Healthcare Phishing Attack Potentially Impacts 16,500 Patients

Phishing is arguably the biggest data security threat faced by healthcare organizations. The past few weeks have seen several attacks reported by healthcare organizations, with the latest healthcare phishing attack one of the most serious, having affected as many as 16,562 patients.

Chase Brexton Health Care reports that the attack occurred on August 2 and August 3, 2017, when multiple phishing emails were delivered to the inboxes of its employees. Phishing attacks commonly take the form of bogus invoices and fake package delivery notifications, although these emails purported to be surveys. After employees completed the surveys they were required to enter their login information. Four employees fell for the scam and divulged their user account credentials.

The phishing attack was discovered on August 4 and access to the employees’ accounts was blocked.  However, on August 2 and 3, the accounts of those employees were accessed and the attackers re-route employee payments to their own bank account.

While the aim of the phishing attack did not appear to be to gain access to patient information, it is possible that some patients’ PHI was viewed and potentially stolen.

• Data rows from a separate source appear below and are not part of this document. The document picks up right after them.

//! Legal move generation.
//!
//! Pseudo-legal moves are produced square by square from the mailbox, then
//! each one is made, tested for leaving the mover's king attacked, and undone.

use crate::board::Board;
use crate::castle_rights::CastleRights;
use crate::chess_move::{Move, MoveKind};
use crate::color::Color;
use crate::error::MoveParseError;
use crate::make_move::{BISHOP_RAYS, KING_STEPS, KNIGHT_STEPS, ROOK_RAYS};
use crate::piece_kind::PieceKind;
use crate::square::Square;

/// Which pseudo-legal moves to produce.
#[derive(Debug, Clone, Copy, PartialEq, Eq)]
enum Scope {
    All,
    /// Captures (en passant included) and promotions.
    Tactical,
}

impl Board {
    /// All legal moves for the side to move.
    ///
    /// Takes `&mut self` because legality is checked by making each move;
    /// the board is unchanged on return.
    pub fn legal_moves(&mut self) -> Vec<Move> {
        self.generate(Scope::All)
    }

    /// Legal captures, en passant captures, and promotions.
    pub fn legal_captures(&mut self) -> Vec<Move> {
        self.generate(Scope::Tactical)
    }

    /// `true` if the side to move has any legal move. Stops at the first one.
    pub fn has_legal_move(&mut self) -> bool {
        let mut pseudo = Vec::with_capacity(64);
        self.pseudo_legal(Scope::All, &mut pseudo);
        pseudo.into_iter().any(|mv| self.is_legal(mv))
    }

    /// Resolve UCI text such as `e2e4` or `e7e8q` against the legal moves.
    pub fn parse_uci_move(&mut self, text: &str) -> Result<Move, MoveParseError> {
        let malformed = || MoveParseError::Malformed { text: text.to_string() };
        if !(4..=5).contains(&text.len()) || !text.is_ascii() {
            return Err(malformed());
        }
        let source: Square = text[0..2].parse().map_err(|_| malformed())?;
        let target: Square = text[2..4].parse().map_err(|_| malformed())?;
        let promotion = match text[4..].chars().next() {
            None => None,
            Some(c) => match PieceKind::from_fen_char(c.to_ascii_lowercase()) {
                Some(kind) if PieceKind::PROMOTIONS.contains(&kind) => Some(kind),
                _ => return Err(malformed()),
            },
        };

        self.legal_moves()
            .into_iter()
            .find(|mv| mv.source() == source && mv.target() == target && mv.promotion() == promotion)
            .ok_or_else(|| MoveParseError::Illegal { text: text.to_string() })
    }

    fn generate(&mut self, scope: Scope) -> Vec<Move> {
        let mut pseudo = Vec::with_capacity(64);
        self.pseudo_legal(scope, &mut pseudo);

        pseudo.retain(|&mv| self.is_legal(mv));
        pseudo
    }

    /// Whether a pseudo-legal move leaves the mover's king safe.
    fn is_legal(&mut self, mv: Move) -> bool {
        let us = self.side_to_move;
        self.make_move(mv);
        let safe = !self.is_square_attacked(self.king_square(us), !us);
        self.undo_move(mv);
        safe
    }

    fn pseudo_legal(&self, scope: Scope, out: &mut Vec<Move>) {
        let us = self.side_to_move;
        for from in self.occupancy(us) {
            let Some(piece) = self.piece_at(from) else { continue };
            match piece.kind() {
                PieceKind::Pawn => self.pawn_moves(from, scope, out),
                PieceKind::Knight => self.step_moves(from, PieceKind::Knight, &KNIGHT_STEPS, scope, out),
                PieceKind::Bishop => self.ray_moves(from, PieceKind::Bishop, &BISHOP_RAYS, scope, out),
                PieceKind::Rook => self.ray_moves(from, PieceKind::Rook, &ROOK_RAYS, scope, out),
                PieceKind::Queen => {
                    self.ray_moves(from, PieceKind::Queen, &ROOK_RAYS, scope, out);
                    self.ray_moves(from, PieceKind::Queen, &BISHOP_RAYS, scope, out);
                }
                PieceKind::King => {
                    self.step_moves(from, PieceKind::King, &KING_STEPS, scope, out);
                    if scope == Scope::All {
                        self.castling_moves(from, out);
                    }
                }
            }
        }
    }

    /// What a move to `to` would capture, or `Err` if our own piece is there.
    fn landing(&self, to: Square) -> Result<Option<PieceKind>, ()> {
        match self.piece_at(to) {
            None => Ok(None),
            Some(p) if p.color() != self.side_to_move => Ok(Some(p.kind())),
            Some(_) => Err(()),
        }
    }

    fn step_moves(&self, from: Square, kind: PieceKind, steps: &[(i8, i8)], scope: Scope, out: &mut Vec<Move>) {
        for &(df, dr) in steps {
            let Some(to) = from.offset(df, dr) else { continue };
            if let Ok(captured) = self.landing(to)
                && (scope == Scope::All || captured.is_some())
            {
                out.push(Move::new(from, to, kind, captured, None, MoveKind::Normal));
            }
        }
    }

    fn ray_moves(&self, from: Square, kind: PieceKind, rays: &[(i8, i8)], scope: Scope, out: &mut Vec<Move>) {
        for &(df, dr) in rays {
            let mut cursor = from.offset(df, dr);
            while let Some(to) = cursor {
                match self.landing(to) {
                    Ok(None) => {
                        if scope == Scope::All {
                            out.push(Move::new(from, to, kind, None, None, MoveKind::Normal));
                        }
                    }
                    Ok(Some(captured)) => {
                        out.push(Move::new(from, to, kind, Some(captured), None, MoveKind::Normal));
                        break;
                    }
                    Err(()) => break,
                }
                cursor = to.offset(df, dr);
            }
        }
    }

    fn pawn_moves(&self, from: Square, scope: Scope, out: &mut Vec<Move>) {
        let us = self.side_to_move;
        let step = us.pawn_step();

        let push_to = |out: &mut Vec<Move>, to: Square, captured: Option<PieceKind>| {
            if to.rank() == us.promotion_rank() {
                for promo in PieceKind::PROMOTIONS {
                    out.push(Move::new(from, to, PieceKind::Pawn, captured, Some(promo), MoveKind::Promotion));
                }
            } else if scope == Scope::All || captured.is_some() {
                out.push(Move::new(from, to, PieceKind::Pawn, captured, None, MoveKind::Normal));
            }
        };

        if let Some(one) = from.offset(0, step)
            && self.is_empty_square(one)
        {
            push_to(out, one, None);
            if scope == Scope::All
                && from.rank() == us.pawn_home_rank()
                && let Some(two) = one.offset(0, step)
                && self.is_empty_square(two)
            {
                out.push(Move::new(from, two, PieceKind::Pawn, None, None, MoveKind::Normal));
            }
        }

        for df in [-1, 1] {
            let Some(to) = from.offset(df, step) else { continue };
            match self.piece_at(to) {
                Some(p) if p.color() != us => push_to(out, to, Some(p.kind())),
                None if self.en_passant == Some(to) => out.push(Move::new(
                    from,
                    to,
                    PieceKind::Pawn,
                    Some(PieceKind::Pawn),
                    None,
                    MoveKind::EnPassant,
                )),
                _ => {}
            }
        }
    }

    fn castling_moves(&self, from: Square, out: &mut Vec<Move>) {
        let us = self.side_to_move;
        let home = match us {
            Color::White => Square::E1,
            Color::Black => Square::E8,
        };
        if from != home || self.is_square_attacked(from, !us) {
            return;
        }

        // (right, squares that must be empty, squares the king crosses, king target)
        let (king_side, queen_side) = match us {
            Color::White => (
                (CastleRights::king_side(us), &[Square::F1, Square::G1][..], [Square::F1, Square::G1], Square::G1),
                (
                    CastleRights::queen_side(us),
                    &[Square::D1, Square::C1, Square::B1][..],
                    [Square::D1, Square::C1],
                    Square::C1,
                ),
            ),
            Color::Black => (
                (CastleRights::king_side(us), &[Square::F8, Square::G8][..], [Square::F8, Square::G8], Square::G8),
                (
                    CastleRights::queen_side(us),
                    &[Square::D8, Square::C8, Square::B8][..],
                    [Square::D8, Square::C8],
                    Square::C8,
                ),
            ),
        };

        for (right, empty, crossed, to) in [king_side, queen_side] {
            if self.castling.contains(right)
                && empty.iter().all(|&sq| self.is_empty_square(sq))
                && crossed.iter().all(|&sq| !self.is_square_attacked(sq, !us))
            {
                out.push(Move::new(from, to, PieceKind::King, None, None, MoveKind::Castling));
            }
        }
    }
}

#[cfg(test)]
mod tests {
    use crate::board::Board;
    use crate::error::MoveParseError;
    use crate::piece_kind::PieceKind;

    fn board(fen: &str) -> Board {
        fen.parse().unwrap()
    }

    #[test]
    fn twenty_moves_from_start() {
        assert_eq!(Board::starting_position().legal_moves().len(), 20);
    }

    #[test]
    fn start_has_no_captures() {
        assert!(Board::starting_position().legal_captures().is_empty());
    }

    #[test]
    fn captures_include_en_passant_and_promotions() {
        let mut b = board("4k3/1P6/8/3pP3/8/8/8/4K3 w - d6 0 1");
        let caps: Vec<String> = b.legal_captures().iter().map(|m| m.to_uci()).collect();
        assert!(caps.contains(&"e5d6".to_string()));
        for promo in ["b7b8q", "b7b8r", "b7b8b", "b7b8n"] {
            assert!(caps.contains(&promo.to_string()), "missing {promo}");
        }
        assert!(!caps.contains(&"e5e6".to_string()));
    }

    #[test]
    fn pinned_piece_cannot_move_off_line() {
        // Knight on e2 is pinned by the rook on e8.
        let mut b = board("4r1k1/8/8/8/8/8/4N3/4K3 w - - 0 1");
        assert!(b.legal_moves().iter().all(|m| m.piece() != PieceKind::Knight));
    }

    #[test]
    fn cannot_castle_through_attack() {
        // Black rook on f8 covers f1.
        let mut b = board("5rk1/8/8/8/8/8/8/R3K2R w KQ - 0 1");
        let moves: Vec<String> = b.legal_moves().iter().map(|m| m.to_uci()).collect();
        assert!(!moves.contains(&"e1g1".to_string()));
        assert!(moves.contains(&"e1c1".to_string()));
    }

    #[test]
    fn checkmate_has_no_moves() {
        let mut b = board("7k/6Q1/5K2/8/8/8/8/8 b - - 0 1");
        assert!(b.is_in_check());
        assert!(b.legal_moves().is_empty());
    }

    #[test]
    fn has_legal_move_matches_move_list() {
        for fen in [
            "7k/6Q1/5K2/8/8/8/8/8 b - - 0 1",
            "k7/2K5/1Q6/8/8/8/8/8 b - - 0 1",
            "4r1k1/8/8/8/8/8/4N3/4K3 w - - 0 1",
            "r3k2r/p1ppqpb1/bn2pnp1/3PN3/1p2P3/2N2Q1p/PPPBBPPP/R3K2R w KQkq - 0 1",
        ] {
            let mut b = board(fen);
            let before = b.clone();
            assert_eq!(b.has_legal_move(), !b.legal_moves().is_empty(), "{fen}");
            assert_eq!(b, before);
        }
    }

    #[test]
    fn generation_leaves_board_untouched() {
        let mut b = board("r3k2r/p1ppqpb1/bn2pnp1/3PN3/1p2P3/2N2Q1p/PPPBBPPP/R3K2R w KQkq - 0 1");
        let before = b.clone();
        let _ = b.legal_moves();
        let _ = b.legal_captures();
        assert_eq!(b, before);
    }

    #[test]
    fn parse_uci_move_errors() {
        let mut b = Board::starting_position();
        assert!(matches!(b.parse_uci_move("e2"), Err(MoveParseError::Malformed { .. })));
        assert!(matches!(b.parse_uci_move("e2e5"), Err(MoveParseError::Illegal { .. })));
        assert!(b.parse_uci_move("e2e4").is_ok());
    }

    #[test]
    fn parse_uci_promotion() {
        let mut b = board("4k3/1P6/8/8/8/8/8/4K3 w - - 0 1");
        let mv = b.parse_uci_move("b7b8n").unwrap();
        assert_eq!(mv.promotion(), Some(PieceKind::Knight));
    }
}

Chase Brexton Health Care has notified patients of the breach and informed them that PHI access is not suspected, although out of an abundance of caution, patients are being offered complimentary identity theft repair services.

The types of information potentially compromised was limited to names, addresses, dates of birth, patient ID numbers, provider name, diagnosis codes, service location, line of service, visit descriptions, medication details, and insurance information.

The investigation into the attack is continuing, and while details of the attackers’ bank account are known, the individuals responsible for the attack have not been identified. A third-party has been contracted to conduct an investigation into the attack.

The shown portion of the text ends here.